TASK ITEM. What you return must be the lines of the data that hold the word "crate".

▬▬▬▬▬▬

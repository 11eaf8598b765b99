//! TownWorld - the authoritative state container

use crate::core::config::{GridConfig, InfrastructureConfig};
use crate::core::error::{Result, SimError};
use crate::core::types::{BusinessId, HouseholdId, InfrastructureId, InfrastructureType, Occupant, Position, Step};
use crate::infrastructure::{InfrastructureItem, InfrastructureRegistry};
use crate::spatial::SpatialGrid;
use crate::town::business::Business;
use crate::town::household::Household;

/// Owns every agent and item; the grid and registry are indices over them
#[derive(Clone, Debug)]
pub struct TownWorld {
    /// All households, indexed by id
    pub households: Vec<Household>,
    /// All businesses, indexed by id
    pub businesses: Vec<Business>,
    /// All infrastructure ever built, indexed by id
    pub infrastructure: Vec<InfrastructureItem>,
    pub grid: SpatialGrid,
    pub registry: InfrastructureRegistry,
    /// Steps completed so far
    pub step: Step,
    next_household_id: u32,
    next_business_id: u32,
    next_infrastructure_id: u32,
}

impl TownWorld {
    pub fn new(config: &GridConfig) -> Self {
        Self {
            households: Vec::new(),
            businesses: Vec::new(),
            infrastructure: Vec::new(),
            grid: SpatialGrid::new(config),
            registry: InfrastructureRegistry::new(config.width, config.height),
            step: 0,
            next_household_id: 0,
            next_business_id: 0,
            next_infrastructure_id: 0,
        }
    }

    /// Generate a new unique HouseholdId
    pub fn next_household_id(&mut self) -> HouseholdId {
        let id = HouseholdId(self.next_household_id);
        self.next_household_id += 1;
        id
    }

    /// Generate a new unique BusinessId
    pub fn next_business_id(&mut self) -> BusinessId {
        let id = BusinessId(self.next_business_id);
        self.next_business_id += 1;
        id
    }

    fn next_infrastructure_id(&mut self) -> InfrastructureId {
        let id = InfrastructureId(self.next_infrastructure_id);
        self.next_infrastructure_id += 1;
        id
    }

    pub fn business(&self, id: BusinessId) -> Option<&Business> {
        self.businesses.get(id.0 as usize).filter(|b| b.id == id)
    }

    /// Place a household on the grid and take ownership of it
    pub fn add_household(&mut self, mut household: Household) -> Result<()> {
        self.grid.place_at(Occupant::Household(household.id), household.position)?;
        household.urban = self.grid.is_urban(household.position);
        self.households.push(household);
        Ok(())
    }

    pub fn add_business(&mut self, business: Business) -> Result<()> {
        self.grid.place_at(Occupant::Business(business.id), business.position)?;
        self.businesses.push(business);
        Ok(())
    }

    /// Construct an item and index it in both the grid and the registry
    pub fn build(
        &mut self,
        kind: InfrastructureType,
        position: Position,
        config: &InfrastructureConfig,
    ) -> Result<InfrastructureId> {
        self.grid.check_bounds(position)?;
        let id = self.next_infrastructure_id();
        let item = InfrastructureItem::new(id, kind, position, config, self.step);
        self.registry.register(&item)?;
        self.grid.place_at(Occupant::Infrastructure(id), position)?;
        self.infrastructure.push(item);
        Ok(id)
    }

    /// Age every item by one policy cycle
    pub fn decay_infrastructure(&mut self, amount: f64, floor: f64) -> Result<()> {
        for item in &mut self.infrastructure {
            item.decay(amount, floor);
            self.registry.set_quality(item.id, item.quality)?;
        }
        Ok(())
    }

    pub fn household_positions(&self) -> impl Iterator<Item = Position> + Clone + '_ {
        self.households.iter().map(|h| h.position)
    }

    /// Check the grid and registry against the authoritative collections
    pub fn verify_indices(&self) -> Result<()> {
        let occupants = self
            .households
            .iter()
            .map(|h| (Occupant::Household(h.id), h.position))
            .chain(self.businesses.iter().map(|b| (Occupant::Business(b.id), b.position)))
            .chain(
                self.infrastructure
                    .iter()
                    .map(|i| (Occupant::Infrastructure(i.id), i.position)),
            );
        self.grid.verify(occupants)?;
        self.registry.verify(&self.infrastructure)?;

        let mut linked = vec![0u32; self.businesses.len()];
        for household in &self.households {
            if let Some(id) = household.employer {
                match self.business(id) {
                    Some(_) => linked[id.0 as usize] += 1,
                    None => {
                        return Err(SimError::DataIntegrity(format!(
                            "{:?} works for unknown {:?}",
                            household.id, id
                        )))
                    }
                }
            }
        }
        for (business, workers) in self.businesses.iter().zip(linked) {
            if workers > business.employees {
                return Err(SimError::DataIntegrity(format!(
                    "{:?} links {} households but employs {}",
                    business.id, workers, business.employees
                )));
            }
        }

        for household in &self.households {
            if household.urban != self.grid.is_urban(household.position) {
                return Err(SimError::DataIntegrity(format!(
                    "{:?} urban flag is stale at {}",
                    household.id, household.position
                )));
            }
        }
        Ok(())
    }
}

/// Detach `household` from its employer and free the slot it held
pub(crate) fn release_worker(businesses: &mut [Business], household: &mut Household) {
    if let Some(id) = household.employer.take() {
        if let Some(business) = businesses.get_mut(id.0 as usize).filter(|b| b.id == id) {
            business.employees = business.employees.saturating_sub(1);
        }
    }
}

/// Move `household` to `to`, keeping the grid index and urban flag in step
pub(crate) fn relocate(grid: &mut SpatialGrid, household: &mut Household, to: Position) -> Result<()> {
    grid.move_to(Occupant::Household(household.id), to)?;
    household.position = to;
    household.urban = grid.is_urban(to);
    Ok(())
}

▬▬▬▬▬▬

RESPONSE TO THE TASK.
use crate::core::config::{GridConfig, InfrastructureConfig};
use crate::core::error::{Result, SimError};
use crate::core::types::{BusinessId, HouseholdId, InfrastructureId, InfrastructureType, Occupant, Position, Step};
use crate::infrastructure::{InfrastructureItem, InfrastructureRegistry};
use crate::spatial::SpatialGrid;
use crate::town::business::Business;
use crate::town::household::Household;
pub(crate) fn release_worker(businesses: &mut [Business], household: &mut Household) {
pub(crate) fn relocate(grid: &mut SpatialGrid, household: &mut Household, to: Position) -> Result<()> {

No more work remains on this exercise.